(Provided entries Opens)

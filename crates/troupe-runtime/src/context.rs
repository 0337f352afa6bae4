//! Execution context handed to behavior callbacks
//!
//! TigerStyle: Requests made during a callback take effect after it returns.

use crate::actor::{Actor, Admission};
use crate::agent::Position;
use crate::behavior::Behavior;
use crate::conversation::Conversation;
use crate::envelope::{Envelope, Headers};
use crate::protocol::NotificationKinds;
use crate::stage::Stage;
use crate::tasks::{TaskId, TaskScope};
use std::any::Any;
use std::time::Duration;
use troupe_core::{ActorId, Result, ThreadId};

/// Per-callback view of the running actor
pub struct Context {
    myself: Actor,
    next_behavior: Option<Box<dyn Behavior>>,
}

impl std::fmt::Debug for Context {
    fn fmt(&self, f: &mut std::fmt::Formatter<'_>) -> std::fmt::Result {
        f.debug_struct("Context")
            .field("myself", &self.myself)
            .field("behavior_pending", &self.next_behavior.is_some())
            .finish()
    }
}

impl Context {
    pub(crate) fn new(myself: Actor) -> Self {
        Self {
            myself,
            next_behavior: None,
        }
    }

    pub(crate) fn take_behavior(&mut self) -> Option<Box<dyn Behavior>> {
        self.next_behavior.take()
    }

    /// Handle to the running actor
    pub fn myself(&self) -> &Actor {
        &self.myself
    }

    /// Running actor's id
    pub fn id(&self) -> &ActorId {
        self.myself.id()
    }

    /// Replace the behavior once the current callback returns
    ///
    /// The replacement's `start` is not run; it takes over mid-life.
    pub fn set_behavior<B: Behavior>(&mut self, behavior: B) {
        self.next_behavior = Some(Box::new(behavior));
    }

    /// Restart right after the current callback, ahead of queued messages
    pub fn restart_self(&self) {
        self.myself.agent.restart(Position::Front);
    }

    /// Stop right after the current callback, ahead of queued messages
    pub fn dismiss_self(&self) {
        self.myself.agent.dismiss(Position::Front);
    }

    /// Whether a stop was requested
    pub fn is_dismissed(&self) -> bool {
        self.myself.is_dismissed()
    }

    /// Follow-up task facility
    pub fn tasks(&self) -> &TaskScope {
        &self.myself.agent.tasks
    }

    /// Stage the actor lives in, if it still exists
    pub fn stage(&self) -> Option<Stage> {
        self.myself.agent.stage.upgrade().map(Stage::from_inner)
    }

    /// Current time from the stage clock
    pub fn now_ms(&self) -> u64 {
        self.myself.agent.io.now_ms()
    }

    /// Send with this actor as sender
    pub fn tell<M: Any + Send + Sync>(&self, target: &Actor, msg: M) -> Admission {
        target.tell_with(msg, Some(&self.myself), Headers::new())
    }

    /// Send with this actor as sender and explicit headers
    pub fn tell_with<M: Any + Send + Sync>(
        &self,
        target: &Actor,
        msg: M,
        headers: Headers,
    ) -> Admission {
        target.tell_with(msg, Some(&self.myself), headers)
    }

    /// Answer the sender of `envelope`, staying on its thread
    ///
    /// Returns `None` if the message had no sender.
    pub fn reply<M: Any + Send + Sync>(&self, envelope: &Envelope, msg: M) -> Option<Admission> {
        let sender = envelope.sender()?;
        Some(sender.tell_with(msg, Some(&self.myself), envelope.headers().thread_only()))
    }

    /// Send a message to this actor after `delay`
    ///
    /// The pending send is cancelled by stop and restart.
    pub fn tell_self_after<M: Any + Send + Sync>(&self, msg: M, delay: Duration) -> TaskId {
        let weak = std::sync::Arc::downgrade(&self.myself.agent);
        let message = crate::Message::new(msg);
        self.tasks().schedule(
            async move {
                if let Some(agent) = weak.upgrade() {
                    agent.actor().tell(message);
                }
            },
            delay,
        )
    }

    /// Open a conversation with `counterpart`
    pub fn thread(
        &self,
        counterpart: &Actor,
        thread_id: ThreadId,
        kinds: impl Into<NotificationKinds>,
    ) -> Result<Conversation> {
        Conversation::open(&self.myself, counterpart, thread_id, kinds)
    }

    /// This actor's side of the conversation `envelope` arrived on
    ///
    /// Returns `None` if the message was not part of a conversation.
    pub fn reply_thread(&self, envelope: &Envelope) -> Option<Conversation> {
        let thread_id = envelope.thread_id()?.clone();
        let opener = envelope.sender()?;
        Some(Conversation::join(&self.myself, opener, thread_id))
    }
}
//! Clock and randomness abstractions
//!
//! TigerStyle: Non-deterministic inputs go through traits.
//!
//! The runtime reads time (envelope timestamps, task delays) and randomness
//! (generated actor IDs, failure IDs) only through these providers, so tests
//! can pin both.
//!
//! ```text
//!        Stage / Agent
//!             │
//!     ┌───────┴────────┐
//!     │   IoContext    │
//!     └───────┬────────┘
//!      ┌──────┴──────┐
//!  WallClockTime  ManualClock
//!  StdRngProvider (seeded)
//! ```

use std::sync::atomic::{AtomicU64, Ordering};
use std::sync::Arc;
use std::time::{SystemTime, UNIX_EPOCH};

// ============================================================================
// Time Provider
// ============================================================================

/// Source of wall-clock time for the runtime
pub trait TimeProvider: Send + Sync + std::fmt::Debug {
    /// Current time in milliseconds since epoch
    fn now_ms(&self) -> u64;

    /// Monotonic timestamp for measuring durations
    fn monotonic_ms(&self) -> u64 {
        self.now_ms()
    }
}

/// Production time provider using the system clock
#[derive(Debug, Clone, Default)]
pub struct WallClockTime;

impl WallClockTime {
    /// Create a new wall clock time provider
    pub fn new() -> Self {
        Self
    }
}

impl TimeProvider for WallClockTime {
    fn now_ms(&self) -> u64 {
        SystemTime::now()
            .duration_since(UNIX_EPOCH)
            .map(|d| d.as_millis() as u64)
            .unwrap_or(0)
    }
}

/// Clock that only moves when told to
///
/// Pins envelope timestamps in tests without real delays.
#[derive(Debug, Default)]
pub struct ManualClock {
    now_ms: AtomicU64,
}

impl ManualClock {
    /// Create a clock reading `start_ms`
    pub fn new(start_ms: u64) -> Self {
        Self {
            now_ms: AtomicU64::new(start_ms),
        }
    }

    /// Move the clock forward
    pub fn advance_ms(&self, ms: u64) {
        self.now_ms.fetch_add(ms, Ordering::SeqCst);
    }
}

impl TimeProvider for ManualClock {
    fn now_ms(&self) -> u64 {
        self.now_ms.load(Ordering::SeqCst)
    }
}

// ============================================================================
// RNG Provider
// ============================================================================

/// Random number source for generated identifiers
pub trait RngProvider: Send + Sync + std::fmt::Debug {
    /// Generate a random u64
    fn next_u64(&self) -> u64;

    /// Generate a random UUID v4 string
    fn gen_uuid(&self) -> String {
        let raw = ((self.next_u64() as u128) << 64) | self.next_u64() as u128;
        // Version 4, variant 1
        let raw = (raw & !(0xf << 76)) | (0x4 << 76);
        let raw = (raw & !(0x3 << 62)) | (0x2 << 62);
        let hex = format!("{:032x}", raw);
        format!(
            "{}-{}-{}-{}-{}",
            &hex[0..8],
            &hex[8..12],
            &hex[12..16],
            &hex[16..20],
            &hex[20..32]
        )
    }
}

/// Production RNG provider (xorshift64*, lock-free)
///
/// Not cryptographically secure; IDs only need to be unlikely to collide.
#[derive(Debug)]
pub struct StdRngProvider {
    state: AtomicU64,
}

impl Default for StdRngProvider {
    fn default() -> Self {
        Self::new()
    }
}

impl StdRngProvider {
    /// Create a new RNG provider seeded from system time
    pub fn new() -> Self {
        let seed = SystemTime::now()
            .duration_since(UNIX_EPOCH)
            .map(|d| d.as_nanos() as u64)
            .unwrap_or(0x9E37_79B9_7F4A_7C15);
        Self::with_seed(seed)
    }

    /// Create with a specific seed (for tests)
    pub fn with_seed(seed: u64) -> Self {
        // xorshift never leaves zero
        let seed = if seed == 0 { 0x9E37_79B9_7F4A_7C15 } else { seed };
        Self {
            state: AtomicU64::new(seed),
        }
    }
}

impl RngProvider for StdRngProvider {
    fn next_u64(&self) -> u64 {
        let mut state = self.state.load(Ordering::Relaxed);
        loop {
            let mut x = state;
            x ^= x >> 12;
            x ^= x << 25;
            x ^= x >> 27;

            match self
                .state
                .compare_exchange_weak(state, x, Ordering::Relaxed, Ordering::Relaxed)
            {
                Ok(_) => return x.wrapping_mul(0x2545_F491_4F6C_DD1D),
                Err(current) => state = current,
            }
        }
    }
}

// ============================================================================
// I/O Context
// ============================================================================

/// Bundle of the providers a stage hands to its actors
#[derive(Debug, Clone)]
pub struct IoContext {
    /// Time provider
    pub time: Arc<dyn TimeProvider>,
    /// RNG provider
    pub rng: Arc<dyn RngProvider>,
}

impl Default for IoContext {
    fn default() -> Self {
        Self::production()
    }
}

impl IoContext {
    /// Real wall clock and RNG
    pub fn production() -> Self {
        Self {
            time: Arc::new(WallClockTime::new()),
            rng: Arc::new(StdRngProvider::new()),
        }
    }

    /// Custom providers
    pub fn new(time: Arc<dyn TimeProvider>, rng: Arc<dyn RngProvider>) -> Self {
        Self { time, rng }
    }

    /// Current time in milliseconds
    pub fn now_ms(&self) -> u64 {
        self.time.now_ms()
    }

    /// Generate a UUID
    pub fn gen_uuid(&self) -> String {
        self.rng.gen_uuid()
    }
}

(Provided entries Closes)

Tally the lines of the records that contain "impl", then write only the total.

12